連載3回目
介助者不足を解消するために、私は動く。
2021年06月01日公開
Hiroki Okabe
文/嶋田拓郎 : 写真/嶋田拓郎
ALS当事者・NPO法人境を越えて 理事長|岡部宏生(おかべひろき)
1958年東京都に生まれる。学生時代は乗馬に明け暮れる。中央大学を卒業後は建設会社に新卒で就職し、42歳で建築不動産事業コンサルタント会社を設立。会社が順調に成長していた矢先にALSを発症。49歳の時、在宅療養を開始し、気管切開・人工呼吸器を装着する。その後訪問介護事業所ALサポート生成を設立。日本ALS協会理事、副会長、会長を歴任。2018年には「NPO法人境を越えて」を設立。理事長として日々介助者育成支援にあたっている。
事業所の立場と患者の立場の狭間で悩む
――前回(第2回)では、自ら介助者派遣事業所を設立・運営することで、介助者を確保し生活を安定してきたことについて、お話しを伺いました。一方で利用者でもあるものの、介助者の雇用主でもあるという立場に苦労されていることもおっしゃっていました。もう少しその点についてお伺いしてもよろしいでしょうか?

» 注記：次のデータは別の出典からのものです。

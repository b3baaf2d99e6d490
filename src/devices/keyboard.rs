use crate::devices::register::{Register, RoRegister};
use crate::devices::{MmioDevice, SENTINEL};
use crate::err::DeviceError;
use crate::regs::KeyStatus;
use std::collections::VecDeque;

/// Keyboard register offsets
pub const KEY_STATUS: u64 = 0x00; // Key Status Register
pub const KEY_DATA: u64 = 0x04; // Key Data Register (read pops)

pub const DEFAULT_KEY_CAPACITY: usize = 16;

/// Bounded scan-code FIFO.
///
/// Like a real keyboard controller buffer, it never stalls the producer: once
/// full, each new scan code pushes out the oldest queued one.
pub struct KeyboardQueue {
    entries: VecDeque<u32>,
    capacity: usize,
    status: RoRegister,
    dropped: u64,
}

impl Default for KeyboardQueue {
    fn default() -> Self {
        Self::with_capacity(DEFAULT_KEY_CAPACITY)
    }
}

impl KeyboardQueue {
    pub fn with_capacity(capacity: usize) -> Self {
        let capacity = capacity.max(1);
        let mut queue = Self {
            entries: VecDeque::with_capacity(capacity),
            capacity,
            status: RoRegister::new(0),
            dropped: 0,
        };
        queue.update_status();
        queue
    }

    /// Queue a scan code, dropping the oldest one when full
    pub fn inject(&mut self, scan_code: u32) {
        if self.entries.len() == self.capacity {
            if let Some(lost) = self.entries.pop_front() {
                self.dropped += 1;
                log::debug!("Keyboard queue full, dropped scan code {lost:#x}");
            }
        }
        self.entries.push_back(scan_code);
        self.update_status();
    }

    pub fn len(&self) -> usize {
        self.entries.len()
    }

    pub fn is_empty(&self) -> bool {
        self.entries.is_empty()
    }

    pub fn capacity(&self) -> usize {
        self.capacity
    }

    /// Scan codes lost to overflow since the last reset
    pub fn dropped(&self) -> u64 {
        self.dropped
    }

    fn update_status(&mut self) {
        let mut status = KeyStatus::new();
        status.set_data_available(!self.entries.is_empty());
        self.status.set_value(status.raw());
    }

    fn pop(&mut self) -> u32 {
        let code = self.entries.pop_front().unwrap_or(SENTINEL);
        self.update_status();
        code
    }
}

impl MmioDevice for KeyboardQueue {
    fn read(&mut self, offset: u64) -> Result<u32, DeviceError> {
        let value = match offset {
            KEY_STATUS => self.status.read(),
            KEY_DATA => self.pop(),
            _ => SENTINEL,
        };
        Ok(value)
    }

    fn write(&mut self, _offset: u64, _value: u32) -> Result<(), DeviceError> {
        // Both registers are read-only
        Ok(())
    }

    fn reset(&mut self) {
        self.entries.clear();
        self.dropped = 0;
        self.update_status();
    }

    fn get_size(&self) -> u64 {
        8 // KEY_STATUS, KEY_DATA
    }

    fn interrupt_pending(&self) -> bool {
        !self.entries.is_empty()
    }
}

岡部:雇用者であるALS患者さんから信頼され、事業所の利益にも貢献している社員(介助者)を大事にするのは当然ですし、感謝もしています。では、社員(介助者)の業務上の相談をいつ聞くかというと、私のケアに入っている時です。利用者さんの状態や、ケア中に何があったか、時には愚痴も聞いていますが、そうしているうちに私のケアは押してしまい、予定のケアが抜けてしまうこともあります。事業所の社長としては当たり前の業務をしているわけなのですが、患者としては結構辛いものがあります。

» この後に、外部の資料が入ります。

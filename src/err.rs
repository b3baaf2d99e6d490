use std::io;
use std::path::PathBuf;

use thiserror::Error;

#[derive(Error, Debug)]
pub enum SimError {
    #[error("Device error: {0}")]
    Device(#[from] DeviceError),

    #[error("Script error: {0}")]
    Script(#[from] ScriptError),

    #[error("General error: {0}")]
    Anyhow(#[from] anyhow::Error),
}

#[derive(Error, Debug)]
pub enum DeviceError {
    #[error("Failed to open block device backing file {}: {source}", .path.display())]
    OpenFailed {
        path: PathBuf,
        #[source]
        source: io::Error,
    },

    #[error("Block device I/O failure: {0}")]
    IoFailure(#[from] io::Error),

    #[error("Out of range: {what} 0x{index:x} (limit 0x{limit:x})")]
    OutOfRange {
        what: &'static str,
        index: u64,
        limit: u64,
    },

    #[error("Device busy: command rejected while an operation is in flight")]
    DeviceBusy,

    #[error(
        "Overlapping MMIO region: new region [0x{new_start:08x}, 0x{new_end:08x}) overlaps with existing region [0x{existing_start:08x}, 0x{existing_end:08x})"
    )]
    OverlappingRegion {
        existing_start: u64,
        existing_end: u64,
        new_start: u64,
        new_end: u64,
    },
}

impl DeviceError {
    pub fn open_failed(path: impl Into<PathBuf>, source: io::Error) -> Self {
        Self::OpenFailed {
            path: path.into(),
            source,
        }
    }

    pub fn out_of_range(what: &'static str, index: u64, limit: u64) -> Self {
        Self::OutOfRange { what, index, limit }
    }

    pub fn closed_store() -> Self {
        Self::IoFailure(io::Error::new(
            io::ErrorKind::NotConnected,
            "backing store is not open",
        ))
    }

    pub fn overlapping_region(existing: (u64, u64), new: (u64, u64)) -> Self {
        Self::OverlappingRegion {
            existing_start: existing.0,
            existing_end: existing.1,
            new_start: new.0,
            new_end: new.1,
        }
    }
}

#[derive(Error, Debug, Clone, PartialEq, Eq)]
pub enum ScriptError {
    #[error("line {line}: unknown directive '{directive}'")]
    UnknownDirective { line: usize, directive: String },

    #[error("line {line}: expected {expected} operand(s), found {found}")]
    OperandCount {
        line: usize,
        expected: usize,
        found: usize,
    },

    #[error("line {line}: invalid number '{text}'")]
    InvalidNumber { line: usize, text: String },
}

#[cfg(test)]
mod tests {
    use super::*;

    #[test]
    fn test_error_messages() {
        let err = DeviceError::out_of_range("data pointer", 0x200, 0x200);
        assert!(err.to_string().contains("data pointer"));
        assert!(err.to_string().contains("0x200"));

        let err = DeviceError::overlapping_region((0x10, 0x20), (0x18, 0x28));
        assert!(err.to_string().contains("0x00000018"));

        let err = DeviceError::open_failed(
            "/nonexistent/disk.img",
            io::Error::from(io::ErrorKind::NotFound),
        );
        assert!(err.to_string().contains("/nonexistent/disk.img"));
    }

    #[test]
    fn test_sim_error_from_device_error() {
        let err: SimError = DeviceError::DeviceBusy.into();
        assert!(matches!(err, SimError::Device(DeviceError::DeviceBusy)));
        assert!(err.to_string().contains("busy"));
    }
}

――なるほど。経営者としての責任を果たそうとすると、利用者としての時間が削られてしまうと。
岡部:私は上司であると同時に患者であるために、どちらの立場でものを言っているのか、混乱することもあります。二つの例を挙げます。一つは、電車の中で疲れている介助者に「座って」と言うことがよくあります。それは、思いやりという側面がないとは言いませんが、それより、仕事に差し障りがないように身体を休めてほしいという上司としての指示です。それなのに介助者は「座らなくてよい」と遠慮することがあります。そんな時は「早く身体を休めてというのは業務命令です」と言うこともあります。
――介助者の側も混乱しそうですね。
岡部:難しいところです。もう一つの例は、介助者の仕事のスタイルや態度についてです。ケアは上手く、しっかりと仕事はしていても、人に悪い印象を与える態度のヘルパーがいます。その人には「社会人としてはそれではダメだ」と言う時がありますが、ただ介護の職人だと思えば問題は無いということになります。その人にケアのことについて注意をする時と、社会人としての根本的なことを注意する時、「今のはどっちですか?」なんて聞かれることがあります。業務の指示が守られてないことも、ときどき起こります。もちろんとても重要なことについては、指示が徹底するまで出し続けますが、それほどでないことや期限のないことなどは指示が守られてないままのものがあります。そういうことをいちいちケア中に言うことは、予想外に大変なことです。
ALSの介助者は、センスとスタンスとスキルが必要
――岡部さんの考える、介助者に必要な資質とはなんでしょうか。
岡部:そもそもALSというと難しいケアに取り組んでくれない介助者がほとんどですが、それでも挑戦してくれた人たちもいました。体調を崩して辞めた人は別にして、続かなかった人たちは、介助の難しさや介助者間の人間関係などが原因で辞めていきました。現在、私の介助を10年以上継続している人が3人います。その人たちは、単に相性が良いのではなく、センスとスタンスとスキルを兼ね備えた人たちだと思います。
――センスとスタンス、そしてスキルについてもう少し教えてください。
岡部:センスは、持って生まれた器用さや気が利くことなどです。これは後から身につくものではないけど、ある程度は磨くことができます。車いすを押していて、避けられるマンホールなどを必ず避ける人はめったにいませんが、そういうことは教えられます。スタンスは、利用者のために役に立ちたいという気持ちがあるかです。もちろん仕事としてやっているわけですが、この人の役に立ちたいという思いがあるかはとても大事です。そのスタンスの上に乗ってくるのがスキルだと思っています。スキルは、訓練によって身につくものです。長く継続している介助者は、この3つを持っている人だと思います。一方で、この3つを持っていないからといって、介助者を自分から断らないと決めています。それは、少しでも重度の障がい者の介助に携わってくれる介助者を増やしたいからです。もちろん自分の介助者を確保したいということもあります。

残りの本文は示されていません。